January 27, 2022

 

1.28.2022 Weekly Torah Portion

There is a special Jewish law for goodbyes: “a person should take leave of another from involvement in a matter of Jewish law” (Berakhot 31b).  In other words, part ways from one another with words of torah so that remembering the person reminds you of that torah, and remembering that torah reminds you of the person.

This week’s parsha, Mishpatim, literally means “laws” or “statutes,” so it is a fitting week to say goodbye to you as a spiritual counselor and rabbi of Beit T’Shuvah.

Mishpatim begins: “These are the rules that you shall set before them” (Shemot 21:1) and continues on to a series of laws about how we ought to behave towards one another.  The laws start not with physical injury or with property damage, but with something more personal to the Israelites than any other topic: slavery.

When you acquire a Hebrew slave, he shall serve six years; in the seventh year he shall go free, without payment (Shemot 21:2).

Why begin with slavery?  Because these laws are personal.  They are not some esoteric philosophy of right action, and they’re not some distant authority telling us what to do. They are an experience that the Israelites, and we people in recovery, know personally.  We know how to be slaves, even intergenerational slaves, to some false god.  What we don’t know is how to be free.

These laws are here to teach us how to act as free people.  And this very first law teaches us not to turn around and return to Egypt – not to re-enslave ourselves or to enslave someone else because “this is just how the world works.”  This first law says something about slavery never imagined in Egypt.  It says: a slave is a human being.  And that “this is just how the world works” is nothing but an excuse for bad behavior.

How often we use some version of that phrase to excuse our behaviors!  “This is just how it is!”  Or “This is just how I am!”  “I’ve always been like this!”  “I didn’t have a choice!”

The Torah teaches us that unending, intergenerational slavery is how things were, but you, Israelites, you, people in recovery, you can do things differently.  You have a choice.  You can take what you’ve learned from your own slavery to make better not only your own life, but also the culture of community – and even the world.

Ultimately, it is up to you.  When the Torah says that these laws are placed “before them,” it means that the law – this better way of living – is placed before each of us, and then we decide what to do.  We decide whether we want to live in old and destructive and dehumanizing patterns of enslaved behavior, or whether we want to follow these laws that value our own and everyone’s freedom.
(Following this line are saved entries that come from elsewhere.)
//! Word matching and winner detection.
//!
//! These functions operate on any collection of cards and hold no state of
//! their own. [`Game`](crate::Game) uses them with the cards of the active
//! round.

use alloc::string::String;
use alloc::vec::Vec;

use rand::Rng;
use rand::seq::SliceRandom;

use crate::card::{Card, normalize_word};
use crate::language::Language;

/// Marks `word` on every card, then reports every card that is now a winner.
///
/// All cards are marked before any is checked, so cards completing on the
/// same word are reported together. Winners are returned in the order the
/// cards were supplied. A blank word changes nothing and yields no winners.
///
/// ```
/// use wordbingo::{Card, engine};
///
/// let mut cards = vec![
///     Card::new("EN000001", ["sun"]).unwrap(),
///     Card::new("EN000002", ["sun", "moon"]).unwrap(),
/// ];
/// let winners = engine::apply_announced_word(" SUN ", cards.iter_mut());
/// assert_eq!(winners.len(), 1);
/// assert_eq!(winners[0].id(), "EN000001");
/// ```
pub fn apply_announced_word<'a, I>(word: &str, cards: I) -> Vec<Card>
where
    I: IntoIterator<Item = &'a mut Card>,
{
    let Some(word) = normalize_word(word) else {
        return Vec::new();
    };

    let mut cards: Vec<&mut Card> = cards.into_iter().collect();
    for card in &mut cards {
        card.mark_normalized(&word);
    }

    cards
        .iter()
        .filter(|card| card.is_winner())
        .map(|card| (**card).clone())
        .collect()
}

/// Returns every card that is already a winner, without marking anything.
pub fn sweep_winners<'a, I>(cards: I) -> Vec<Card>
where
    I: IntoIterator<Item = &'a Card>,
{
    cards
        .into_iter()
        .filter(|card| card.is_winner())
        .cloned()
        .collect()
}

/// Returns the distinct languages of `cards` in canonical order.
pub fn present_languages<'a, I>(cards: I) -> Vec<Language>
where
    I: IntoIterator<Item = &'a Card>,
{
    let mut languages: Vec<Language> = cards.into_iter().map(Card::language).collect();
    languages.sort_unstable();
    languages.dedup();
    languages
}

/// Shuffles a round order with the given random source.
pub fn shuffle_languages<R: Rng + ?Sized>(languages: &mut [Language], rng: &mut R) {
    languages.shuffle(rng);
}

/// Returns every id shared by two or more cards, sorted, each listed once.
pub fn duplicate_ids<'a, I>(cards: I) -> Vec<String>
where
    I: IntoIterator<Item = &'a Card>,
{
    let mut ids: Vec<&str> = cards.into_iter().map(Card::id).collect();
    ids.sort_unstable();

    let mut duplicates: Vec<String> = ids
        .windows(2)
        .filter(|pair| pair[0] == pair[1])
        .map(|pair| String::from(pair[0]))
        .collect();
    duplicates.dedup();
    duplicates
}
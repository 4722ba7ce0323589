use unicode_segmentation::UnicodeSegmentation;

use crate::domain::RequestError;

/// Exclusive upper bound for every amount the gateway accepts, in cents.
pub const MAX_AMOUNT: i64 = 1_000_000_000_000_000;

/// `[a-zA-Z0-9_-]`
pub(crate) fn is_identifier_char(c: char) -> bool {
    c.is_ascii_alphanumeric() || c == '_' || c == '-'
}

/// `[a-zA-Z0-9_- ]`
pub(crate) fn is_text_char(c: char) -> bool {
    is_identifier_char(c) || c == ' '
}

pub(crate) fn check_text(
    field: &'static str,
    value: &str,
    max_len: usize,
    allowed: fn(char) -> bool,
) -> Result<(), RequestError> {
    let is_too_long = value.graphemes(true).count() > max_len;
    let contains_forbidden_chars = !value.chars().all(allowed);

    if is_too_long {
        Err(RequestError::invalid(
            field,
            format!("must be at most {} characters long", max_len),
        ))
    } else if contains_forbidden_chars {
        Err(RequestError::invalid(field, "contains forbidden characters"))
    } else {
        Ok(())
    }
}

pub(crate) fn check_amount(
    field: &'static str,
    amount: i64,
    allow_zero: bool,
) -> Result<(), RequestError> {
    if amount < 0 || (amount == 0 && !allow_zero) {
        let bound = if allow_zero { "zero or positive" } else { "positive" };
        return Err(RequestError::invalid(field, format!("must be {}", bound)));
    }
    if amount >= MAX_AMOUNT {
        return Err(RequestError::invalid(field, "is too high"));
    }
    Ok(())
}
mod health;
mod helpers;
mod subscription;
This choice to do better – or not – is our freedom.  This is our power.  And these laws are showing us how to use that power skillfully.  Audre Lorde taught in her speech at the 1983 March on Washington:

Your power is relative, but it is real.  And if you do not learn to use it, it will be used, against you, and me, and our children.  Change did not begin with you, and it will not end with you, but what you do with your life is an absolutely vital piece of that chain.

If you do not learn to use your power skillfully, not only will someone else use your power against you, but you will use your power against you.  If you do not learn to use your power – the power of choosing to do better – you will destroy yourself and allow others to destroy you.  And you will set up the next generation to do the same.

This is what it means to be free: to know your power and to use it well –

for your own sake,

for the sake of the people around you,

and for the sake of the people in the generations after you.

My dear friends, I have learned so much about my power and responsibility while serving as a rabbi at Beit T’Shuvah.  Sometimes, I have used it unwisely, though over time, I have become more skillful.  This is my journey towards freedom, and it is very much bound up in yours.

It is customary to end the study of a tractate of Talmud with the Hadran prayer.  Today, I offer it to you.

As with the Talmud, so with one another:

We will return to you and you will return to us.

Our mind is on you, and your mind is on us.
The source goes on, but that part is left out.